Ubitium has also announced a $3.7 million in seed funding round, co-led by Runa Capital, Inflection, and KBC Focus Fund, that will be used to develop the first prototypes and prepare initial development kits for customers, with the first chips planned for 2026.

 "The $500 billion processor industry is built on restrictive boundaries between computing tasks," said Hyun Shin Cho, CEO of Ubitium. "We're erasing those boundaries. Our Universal Processor does it all - CPU, GPU, DSP, FPGA - in one chip, one architecture. This isn't an incremental improvement. It is a paradigm shift. This is the processor architecture the AI era demands."

“For too long, we’ve accepted that making devices intelligent means making them complex.
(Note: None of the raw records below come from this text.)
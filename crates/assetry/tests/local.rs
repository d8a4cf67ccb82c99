//! Loading from directories and packed archives on disk

mod common;

use assetry::populate::{Asset, Schema};
use assetry::vfs::{self, packed};
use assetry::{AssetContext, LoadError, Loader};
use pretty_assertions::assert_eq;

#[derive(Debug, Default, PartialEq)]
struct Unit {
    hp: i32,
    speed: f32,
    armor: u32,
}

impl Asset for Unit {
    fn schema() -> Schema<Self> {
        Schema::<Self>::new("Unit")
            .field("hp", |u| &u.hp, |u| &mut u.hp)
            .field("speed", |u| &u.speed, |u| &mut u.speed)
            .field("armor", |u| &u.armor, |u| &mut u.armor)
    }
}

async fn open(dir: &tempfile::TempDir) -> Loader {
    let cx = AssetContext::new().unwrap();
    Loader::open(cx, dir.path().to_string_lossy()).await.unwrap()
}

#[tokio::test]
async fn base_values_are_overridden() {
    common::init_tracing();
    let dir = common::assets();
    let loader = open(&dir).await;

    let unit = loader.resolve("unit").await.unwrap();
    assert!(unit.issues.is_empty(), "{:?}", unit.issues);
    insta::assert_json_snapshot!(unit.document, @r###"
    {
      "hp": 80,
      "speed": 5
    }
    "###);
}

#[tokio::test]
async fn bases_are_found_anywhere_in_the_tree() {
    common::init_tracing();
    let dir = common::assets();
    let loader = open(&dir).await;

    let mammoth = loader.resolve("units\\heavy\\mammoth").await.unwrap();
    assert!(mammoth.issues.is_empty(), "{:?}", mammoth.issues);
    insta::assert_json_snapshot!(mammoth.document, @r###"
    {
      "hp": 400,
      "speed": 5,
      "armor": 3
    }
    "###);

    let (tank, issues) = loader.load_asset::<Unit>("tank.hcl").await.unwrap();
    assert!(issues.is_empty(), "{issues:?}");
    assert_eq!(
        tank,
        Unit {
            hp: 80,
            speed: 5.0,
            armor: 3
        }
    );
}

#[tokio::test]
async fn search_is_depth_first() {
    common::init_tracing();
    let dir = common::assets();
    let loader = open(&dir).await;

    let names: Vec<_> = loader
        .files()
        .await
        .unwrap()
        .iter()
        .map(|file| file.name().to_string())
        .collect();
    assert_eq!(
        names,
        [
            "unit-base.hcl",
            "unit.hcl",
            "grass.png",
            "tank.hcl",
            "mammoth.hcl"
        ]
    );

    let folders: Vec<_> = loader
        .folders()
        .await
        .unwrap()
        .iter()
        .map(|folder| folder.name().to_string())
        .collect();
    assert_eq!(folders, ["textures", "units", "heavy"]);

    assert_eq!(loader.find_files("*.hcl").await.unwrap().len(), 4);
    assert!(matches!(
        loader.find_files("[").await,
        Err(LoadError::Pattern(_))
    ));

    let slash = loader
        .absolute_file("units/heavy/mammoth.hcl")
        .await
        .unwrap()
        .unwrap();
    let backslash = loader
        .absolute_file("units\\heavy\\mammoth.hcl")
        .await
        .unwrap()
        .unwrap();
    assert_eq!(slash.full_name(), backslash.full_name());

    // the full os path works as well
    let full = loader
        .absolute_folder(&dir.path().join("units").to_string_lossy())
        .await
        .unwrap()
        .unwrap();
    assert_eq!(full.name(), "units");
    assert!(loader.absolute_file("units/mammoth.hcl").await.unwrap().is_none());
}

#[tokio::test]
async fn writes_are_seen_by_the_next_resolve() {
    common::init_tracing();
    let dir = common::assets();
    let loader = open(&dir).await;

    let base = loader.find_file("unit-base.hcl").await.unwrap().unwrap();
    assert!(vfs::write_text(base.as_ref(), "hp = 100\nspeed = 1\nregen = 2\n").await);

    let unit = loader.resolve("unit").await.unwrap();
    insta::assert_json_snapshot!(unit.document, @r###"
    {
      "hp": 80,
      "speed": 5,
      "regen": 2
    }
    "###);
}

#[tokio::test]
async fn unusable_locations() {
    common::init_tracing();
    let dir = common::assets();
    let cx = AssetContext::new().unwrap();

    assert!(matches!(
        Loader::new(cx.clone(), "  "),
        Err(LoadError::BlankLocation)
    ));
    assert!(matches!(
        Loader::open(cx.clone(), "definitely/not/here").await,
        Err(LoadError::UnsupportedLocation(_))
    ));
    assert!(matches!(
        Loader::open(cx.clone(), "netcode").await,
        Err(LoadError::NoMessenger(_))
    ));
    assert!(matches!(
        Loader::open(cx.clone(), "missing.bin").await,
        Err(LoadError::Pack { .. })
    ));

    let loader = Loader::new(cx, dir.path().to_string_lossy()).unwrap();
    assert!(!loader.is_loaded());
    assert!(matches!(loader.files().await, Err(LoadError::NotLoaded(_))));
    assert!(matches!(loader.resolve("unit").await, Err(LoadError::NotLoaded(_))));

    loader.load_async().await.unwrap();
    assert!(loader.is_loaded());
    assert!(matches!(
        loader.resolve("nothing").await,
        Err(LoadError::DocumentNotFound(name)) if name == "nothing.hcl"
    ));
}

#[tokio::test]
async fn broken_documents_are_errors_broken_bases_are_issues() {
    common::init_tracing();
    let dir = tempfile::tempdir().unwrap();
    common::write_tree(
        dir.path(),
        &[
            ("broken.hcl", "hp = = 1"),
            ("orphan.hcl", "Base = \"gone\"\nhp = 1"),
        ],
    );
    let loader = open(&dir).await;

    assert!(matches!(
        loader.resolve("broken").await,
        Err(LoadError::Document(_))
    ));

    let orphan = loader.resolve("orphan").await.unwrap();
    assert_eq!(orphan.issues.len(), 1);
    assert_eq!(orphan.document.get("Base").and_then(|b| b.as_str()), Some("gone"));
}

#[tokio::test]
async fn packed_archive_on_disk() {
    common::init_tracing();
    let dir = common::assets();
    let loader = open(&dir).await;
    let archive = packed::pack(loader.root().unwrap().as_ref()).await.unwrap();

    let out = tempfile::tempdir().unwrap();
    let path = out.path().join("assets.bin");
    std::fs::write(&path, archive).unwrap();

    let cx = AssetContext::new().unwrap();
    let packed = Loader::open(cx, path.to_string_lossy()).await.unwrap();
    assert_eq!(packed.files().await.unwrap().len(), 5);

    let unit = packed.resolve("unit").await.unwrap();
    assert_eq!(unit.document, loader.resolve("unit").await.unwrap().document);

    // archives are read-only
    let file = packed.find_file("unit.hcl").await.unwrap().unwrap();
    assert!(!vfs::write_text(file.as_ref(), "hp = 1").await);
}

/// Runs on a plain thread, the context starts its own runtime
#[test]
fn blocking_api() {
    common::init_tracing();
    let dir = common::assets();
    let cx = AssetContext::new().unwrap();
    let loader = Loader::new(cx, dir.path().to_string_lossy()).unwrap();
    let blocking = loader.blocking();

    assert!(matches!(blocking.files(), Err(LoadError::NotLoaded(_))));
    blocking.load().unwrap();
    assert!(loader.is_loaded());

    let walked: Vec<_> = blocking
        .walk_files()
        .unwrap()
        .map(|file| file.name().to_string())
        .collect();
    assert_eq!(walked.len(), 5);
    assert_eq!(walked[0], "unit-base.hcl");

    // walks are lazy, stopping early is fine
    let first = blocking.walk_files().unwrap().next().unwrap();
    assert_eq!(first.name(), "unit-base.hcl");

    let grass = blocking.find_file("grass.png").unwrap().unwrap();
    assert_eq!(
        blocking.bytes(grass).unwrap(),
        bytes::Bytes::from("not really a png")
    );
    assert_eq!(blocking.find_files("*.png").unwrap().len(), 1);
    assert!(blocking.absolute_folder("units/heavy").unwrap().is_some());

    let unit = blocking.resolve("unit").unwrap();
    assert_eq!(unit.document.get("hp"), Some(&assetry::value::Value::from(80i64)));

    let (unit, issues) = blocking.load_asset::<Unit>("unit").unwrap();
    assert!(issues.is_empty(), "{issues:?}");
    assert_eq!(unit.speed, 5.0);
}

/// The test runtime is the context runtime, waiting on it could never finish
#[tokio::test]
async fn blocking_inside_the_context_runtime_fails_fast() {
    common::init_tracing();
    let dir = common::assets();
    let cx = AssetContext::new().unwrap();
    let loader = Loader::new(cx, dir.path().to_string_lossy()).unwrap();

    assert!(matches!(loader.load(), Err(LoadError::NotSupported(_))));
    loader.load_async().await.unwrap();
    assert!(matches!(
        loader.blocking().files(),
        Err(LoadError::NotSupported(_))
    ));
    assert_eq!(loader.files().await.unwrap().len(), 5);
}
Multiple processors or processor cores, multiple development teams, endless integration challenges. Our Universal Processor delivers workload-agnostic and AI-enabling compute capabilities to edge devices with a single chip, at a fraction of the cost to develop and manufacture compared to today’s offerings.”

With the semiconductor market projected to exceed $700 billion by 2025, Ubitium's technology initially targets embedded systems and robotics. By simplifying system architectures and reducing costs, Ubitium's processor is intended to make advanced computing capabilities accessible across all industries without requiring specialised hardware for each application - enabling advanced AI at no additional cost.

Commenting Dmitry Galperin, a Berlin-based General Partner at Runa Capital, said that they had been impressed by the unique approach to processor microarchitecture, which is now able to adapt to any type of workload - from simple control logic to massive parallel data flow processing.

Rudi Severijns, Investment Director at KBC Focus Fund said, "What Ubitium brings will provide a real breakthrough to develop and launch any new product with embedded electronics. Their approach will reduce the cost as well as the complexity, allowing a much faster time-to-market. What previously required multiple teams to collaborate on hardware and software design now becomes purely a software project.”

Ubitium plans to develop a complete portfolio of chips that vary in array size but share the same microarchitecture and software stack - enabling solutions from small, embedded devices to high-performance computing systems.

Described as a super-scalable approach it allows customers to scale their applications without changing their development process, while the workload-agnostic design ensures the processor can adapt to handle any computing task without specialised hardware modifications.

The company's goal is to establish its universal processor as the new standard that finally breaks down the cost and complexity barriers that have limited the deployment of advanced computing and AI capabilities across industries.

"We envision a future where every device operates autonomously, making intelligent decisions in real time and transforming the way we interact with technology," added Hyun Shin Cho.

Ubitium was founded by semiconductor veterans CTO Martin Vorbach, who holds over 200 patents, CEO Hyun Shin Cho and Chairman Peter Weber, a veteran of Intel, Texas Instruments, and Dialog Semiconductor.